Jiyong menuntun Ahri dengan perlahan, tak ada lagi tongkat yang menjadi pegangan Ahri namun hanya pelukan disekitar lengan Jiyong yang Ahri jadikan sebagai pegangan. Jiyong masih ingat beberapa jam lalu, tepatnya disaat orang-orang masih terlelap diatas kasur empuk miliknya, Jiyong terbangun karena Ahri mengetuk pintu kamarnya tepat pagi-pagi buta.
Mungkin, sekitar jam empat waktu Amerika.
"Ahri, waeyo?" Tanya Jiyong dengan setengah kesadarannya. Mengusap matanya pelan mendapati Ahri berdiri tepat didepan pintu kamarnya.
"Aku ingin jalan-jalan." Ucap Ahri.
"Baiklah, nanti jam sepuluh pagi kita akan-"
"Sekarang, Jiyong." Potong Ahri membuat Jiyong terdiam untuk beberapa saat.

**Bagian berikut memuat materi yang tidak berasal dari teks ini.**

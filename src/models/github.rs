//! GitHub REST resources (only the fields we read).

use chrono::{DateTime, Utc};
use serde::{Deserialize, Serialize};

/// Response from GitHub GET /user.
#[derive(Debug, Clone, PartialEq, Eq, Serialize, Deserialize)]
pub struct User {
    pub login: String,
    pub id: u64,
    #[serde(default, skip_serializing_if = "Option::is_none")]
    pub name: Option<String>,
}

/// Repository descriptor from search results and GET /repos/{owner}/{repo}.
#[derive(Debug, Clone, PartialEq, Eq, Serialize, Deserialize)]
pub struct Repository {
    pub name: String,
    pub full_name: String,
    #[serde(default)]
    pub description: Option<String>,
    #[serde(default)]
    pub stargazers_count: u64,
    #[serde(default)]
    pub forks_count: u64,
    #[serde(default)]
    pub language: Option<String>,
    #[serde(default)]
    pub default_branch: Option<String>,
    #[serde(default, skip_serializing_if = "Option::is_none")]
    pub html_url: Option<String>,
}

/// Response from GET /search/repositories.
#[derive(Debug, Clone, Default, Serialize, Deserialize)]
pub struct SearchResults {
    #[serde(default)]
    pub total_count: u64,
    #[serde(default)]
    pub items: Vec<Repository>,
}

/// Kind of a directory listing entry.
#[derive(Debug, Clone, Copy, PartialEq, Eq, Serialize, Deserialize)]
#[serde(rename_all = "lowercase")]
pub enum ContentKind {
    File,
    Dir,
    Symlink,
    Submodule,
}

/// One entry from GET /repos/{full}/contents/{path}.
#[derive(Debug, Clone, PartialEq, Eq, Serialize, Deserialize)]
pub struct ContentEntry {
    pub name: String,
    pub path: String,
    #[serde(rename = "type")]
    pub kind: ContentKind,
    #[serde(default)]
    pub size: Option<u64>,
    #[serde(default)]
    pub download_url: Option<String>,
}

impl ContentEntry {
    pub fn is_dir(&self) -> bool {
        self.kind == ContentKind::Dir
    }
}

/// The contents endpoint returns an array for directories and an object for files.
#[derive(Debug, Clone, Deserialize)]
#[serde(untagged)]
pub enum Contents {
    Listing(Vec<ContentEntry>),
    Single(ContentEntry),
}

impl Contents {
    pub fn into_entries(self) -> Vec<ContentEntry> {
        match self {
            Contents::Listing(entries) => entries,
            Contents::Single(entry) => vec![entry],
        }
    }
}

#[derive(Debug, Clone, PartialEq, Eq, Serialize, Deserialize)]
pub struct CommitAuthor {
    pub name: String,
    pub date: DateTime<Utc>,
}

#[derive(Debug, Clone, PartialEq, Eq, Serialize, Deserialize)]
pub struct CommitDetail {
    pub message: String,
    pub author: CommitAuthor,
}

/// Entry from GET /repos/{full}/commits.
#[derive(Debug, Clone, PartialEq, Eq, Serialize, Deserialize)]
pub struct Commit {
    pub sha: String,
    pub commit: CommitDetail,
}

impl Commit {
    /// First line of the commit message.
    pub fn summary(&self) -> &str {
        self.commit.message.lines().next().unwrap_or("")
    }

    pub fn short_sha(&self) -> &str {
        short_sha(&self.sha)
    }
}

#[derive(Debug, Clone, PartialEq, Eq, Serialize, Deserialize)]
pub struct CommitRef {
    pub sha: String,
}

/// Entry from GET /repos/{full}/branches.
#[derive(Debug, Clone, PartialEq, Eq, Serialize, Deserialize)]
pub struct Branch {
    pub name: String,
    pub commit: CommitRef,
}

#[derive(Debug, Clone, PartialEq, Eq, Serialize, Deserialize)]
pub struct Account {
    pub login: String,
}

#[derive(Debug, Clone, PartialEq, Eq, Serialize, Deserialize)]
pub struct Label {
    pub name: String,
    #[serde(default)]
    pub color: String,
}

/// Entry from GET /repos/{full}/issues.
#[derive(Debug, Clone, PartialEq, Eq, Serialize, Deserialize)]
pub struct Issue {
    pub number: u64,
    pub title: String,
    pub user: Account,
    pub created_at: DateTime<Utc>,
    #[serde(default)]
    pub labels: Vec<Label>,
    #[serde(default, skip_serializing_if = "Option::is_none")]
    pub pull_request: Option<serde_json::Value>,
}

#[derive(Debug, Clone, PartialEq, Eq, Serialize, Deserialize)]
pub struct GitRef {
    #[serde(rename = "ref")]
    pub git_ref: String,
}

/// Entry from GET /repos/{full}/pulls.
#[derive(Debug, Clone, PartialEq, Eq, Serialize, Deserialize)]
pub struct PullRequest {
    pub number: u64,
    pub title: String,
    pub user: Account,
    pub created_at: DateTime<Utc>,
    pub head: GitRef,
    pub base: GitRef,
}

/// First seven characters of a commit hash.
pub fn short_sha(sha: &str) -> &str {
    &sha[..sha.len().min(7)]
}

Jiyong berbalik untuk melirik jam dinding yang berada di atas tempat tidurnya.
"Tapi Ahri, ini masih jam empat pagi. Memangnya kau mau kemana?"
Ahri terdiam, matanya sedikit memerah. Jiyong merasakan nafasnya tercekat. Kedua tangannya sekarang berada tepat di atas kedua bahu Ahri.
"K-kau menangis?" Jiyong menunggu jawaban Ahri namun bibir gadis itu perlahan bergetar, "Baiklah. Kita pergi. Beri aku dua menit untuk mencari mantelku."
Dan disinilah mereka. Di sekitar taman komplek dan menikmati udara pagi hari Amerika yang sangat menusuk hingga ke tulang walaupun Jiyong sudah memakai mantel hingga berlapis-lapis.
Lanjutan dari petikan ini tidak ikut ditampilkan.